Eu fico meio puto quando leio notícias como esta, publicada no G1:

Brasil é o 53º no ranking mundial de tecnologia
País cai uma posição e fica atrás da Jamaica

De acordo com a matéria, o Brasil empacou no tal NRI (Network Readiness Index), que é o índice utilizado para medir a capacidade dos países de aproveitar suas tecnologias de informação e se tornarem mais competitivos. O desenvolvimento tecnológico foi medido em 122 nações e o resultado divulgado na última quarta (28/03) no Fórum Econômico Mundial, encontro que acontece anualmente em Davos, na Suíça.

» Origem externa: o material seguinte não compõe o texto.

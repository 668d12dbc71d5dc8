use anyhow::Context;
use specgen_core::render::render_spec;
use std::path::Path;

pub fn run(catalog_path: &Path, id: &str) -> anyhow::Result<()> {
    let catalog = super::load_catalog(catalog_path)?;
    let id = id.trim_start_matches("SPEC-");
    let (group, record) = catalog
        .get(id)
        .with_context(|| format!("in {}", catalog_path.display()))?;
    let doc = render_spec(&catalog, group, record)
        .with_context(|| format!("failed to render SPEC-{id}"))?;
    print!("{doc}");
    Ok(())
}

Enquanto engravatados do mundo inteiro armam o seu pomposo teatro e comandam a guerrinha para ver quem é o mais tecnológico, milhões de pessoas continuam sem acesso a essa tecnologia. A pergunta básica é: tecnologia para quem? E não quem é o melhor. Trata-se do ordinal ordinário, que indica status sem apontar caminho algum para resolver as questões mais sérias. Um trabalhador de Bangladesh, por exemplo, que ganhe um salário médio leva cerca de sete anos para conseguir comprar um computador e adquirir uma linha telefônica fixa ou móvel. Logo, o acesso à internet é um privilégio de poucos habitantes bengaleses. Isso sem contar o exército de famintos e miseráveis espalhados pelo mundo. Mas aí é outro papo.

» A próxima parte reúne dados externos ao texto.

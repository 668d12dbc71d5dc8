//! Turns one record into one Markdown document.
//!
//! Each template kind lives in its own module and exposes a `render`
//! function over a [`SpecContext`]. Output depends only on the catalog and
//! the record, never on the clock, so re-rendering is byte-identical.

mod classic;
pub mod criteria;
mod deployment;
pub mod index;
mod portal;
pub mod schema;
mod stakeholder;

use crate::catalog::{Catalog, Group};
use crate::error::Result;
use crate::naming;
use crate::record::SpecRecord;
use crate::template::Vars;
use crate::types::TemplateKind;

/// Everything a template can see while rendering one record.
#[derive(Debug, Clone, Copy)]
pub struct SpecContext<'a> {
    pub catalog: &'a Catalog,
    pub group: &'a Group,
    pub record: &'a SpecRecord,
}

impl<'a> SpecContext<'a> {
    pub fn new(catalog: &'a Catalog, group: &'a Group, record: &'a SpecRecord) -> Self {
        Self {
            catalog,
            group,
            record,
        }
    }

    /// Record label, then catalog default, then the group name.
    pub fn category(&self) -> String {
        self.record
            .category
            .clone()
            .or_else(|| self.catalog.category.clone())
            .unwrap_or_else(|| self.group.display_name())
    }

    /// The metadata "Dependencies" line.
    ///
    /// A record's own list replaces the catalog default. When the catalog
    /// links group dashboards, non-dashboard records also point at the first
    /// dashboard of their group.
    pub fn dependencies(&self) -> String {
        if !self.record.dependencies.is_empty() {
            return self.record.dependencies.join(", ");
        }

        let mut parts: Vec<String> = self.catalog.dependencies.clone();
        if self.catalog.link_group_dashboard && !self.record.is_dashboard() {
            if let Some(dash) = self.group.dashboard() {
                parts.push(format!(
                    "SPEC-{} ({})",
                    dash.id,
                    naming::dashboard_label(&dash.title)
                ));
            }
        }

        if parts.is_empty() {
            "None".to_string()
        } else {
            parts.join(", ")
        }
    }

    /// Closing lines: status, optional last-updated date, optional next spec.
    pub fn footer(&self, status: &str) -> String {
        let mut lines = vec![format!("**Status**: {status}  ")];
        if let Some(date) = &self.catalog.last_updated {
            lines.push(format!("**Last Updated**: {date}  "));
        }
        if let Some(next) = self.record.next_id() {
            lines.push(format!("**Next Spec**: SPEC-{next}"));
        }
        lines.join("\n")
    }

    /// Values shared by every template.
    pub fn base_vars(&self) -> Vars {
        let r = self.record;
        let slug = r.slug();
        let mut vars = Vars::new();
        vars.set("id", r.id.clone())
            .set("title", r.title.clone())
            .set("slug", slug.clone())
            .set("phase", self.catalog.phase.label())
            .set("portal_name", self.group.display_name())
            .set("portal_folder", self.group.key.to_lowercase())
            .set("category", self.category())
            .set("priority", r.priority.clone())
            .set("time", r.time.clone())
            .set("description", r.description.clone())
            .set("dependencies", self.dependencies())
            .set("component_name", naming::pascal_case(&slug))
            .set("camel_name", naming::camel_case(&slug))
            .set("snake_name", naming::snake_case(&slug));
        vars
    }
}

/// Render one record with the catalog's template kind.
pub fn render_spec(catalog: &Catalog, group: &Group, record: &SpecRecord) -> Result<String> {
    let ctx = SpecContext::new(catalog, group, record);
    match catalog.template {
        TemplateKind::Classic => classic::render(&ctx),
        TemplateKind::Portal => portal::render(&ctx),
        TemplateKind::Stakeholder => stakeholder::render(&ctx),
        TemplateKind::Deployment => deployment::render(&ctx),
    }
}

A manchete é igualmente irritante. O problema não é ficar atrás da Jamaica. O Brasil também está atrás de Dinamarca, Suécia, Cingapura, Finlândia, Suíça, Holanda, Estados Unidos, Islândia, Reino Unido e Noruega... Mas destes tudo bem, são top, segundo o relatório. Da Jamaica não. Da Jamaica é proibido.

Há nisso uma duplicação do complexo de inferioridade que nós temos, fruto do fato de passarmos anos ouvindo que somos subdesenvolvidos. Sub, sub, sub o quê? – nunca perguntaram para os inventores das letrinhas indicadoras. Como admitimos ser menores ou piores do que as ditas nações desenvolvidas, temos que criar uma compensação. Uma forma de fazer isso é eleger países que sejam "inferiores" a nós para garantirmos um campo de atuação imperial. A atitude, preguiçosa ou viciada, de estar sempre olhando para fora com o intuito de pedir ilusão como esmola só faz confirmar o estado de amargura proveniente de nossa estagnação. Ocupamos o lugar de sempre: o de um país à espera. E como o futuro próspero nunca chega, uma melancolia vai se inseminando e ocupando um espaço cada vez maior no espírito coletivo.

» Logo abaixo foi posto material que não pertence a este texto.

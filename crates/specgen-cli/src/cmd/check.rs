use crate::output::print_json;
use specgen_core::catalog::WarnLevel;
use std::path::Path;

pub fn run(catalog_path: &Path, json: bool) -> anyhow::Result<()> {
    let catalog = super::load_catalog(catalog_path)?;
    let warnings = catalog.validate();

    if json {
        let value = serde_json::json!({
            "catalog": catalog_path,
            "records": catalog.len(),
            "warnings": warnings,
        });
        print_json(&value)?;
    } else if warnings.is_empty() {
        println!("Catalog is valid. {} specs, no warnings.", catalog.len());
    } else {
        for w in &warnings {
            let prefix = match w.level {
                WarnLevel::Warning => "warning",
                WarnLevel::Error => "error",
            };
            println!("[{prefix}] {}", w.message);
        }
    }

    let has_errors = warnings.iter().any(|w| w.level == WarnLevel::Error);
    if has_errors {
        anyhow::bail!("catalog validation found errors");
    }

    Ok(())
}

Olhar para dentro de uma forma honesta já é algo em si difícil. Torna-se mais difícil ainda se considerarmos que o Brasil é imenso, cheio de recortes e sem memória, o que nos garante uma boa dose de ignorância. Entretanto, o autoconhecimento de nossa vida brasileira é fundamental. Enquanto semearmos obscuridade, estaremos condenados a uma esperança inútil. Não pelos índices, mas pelo nosso próprio descaso.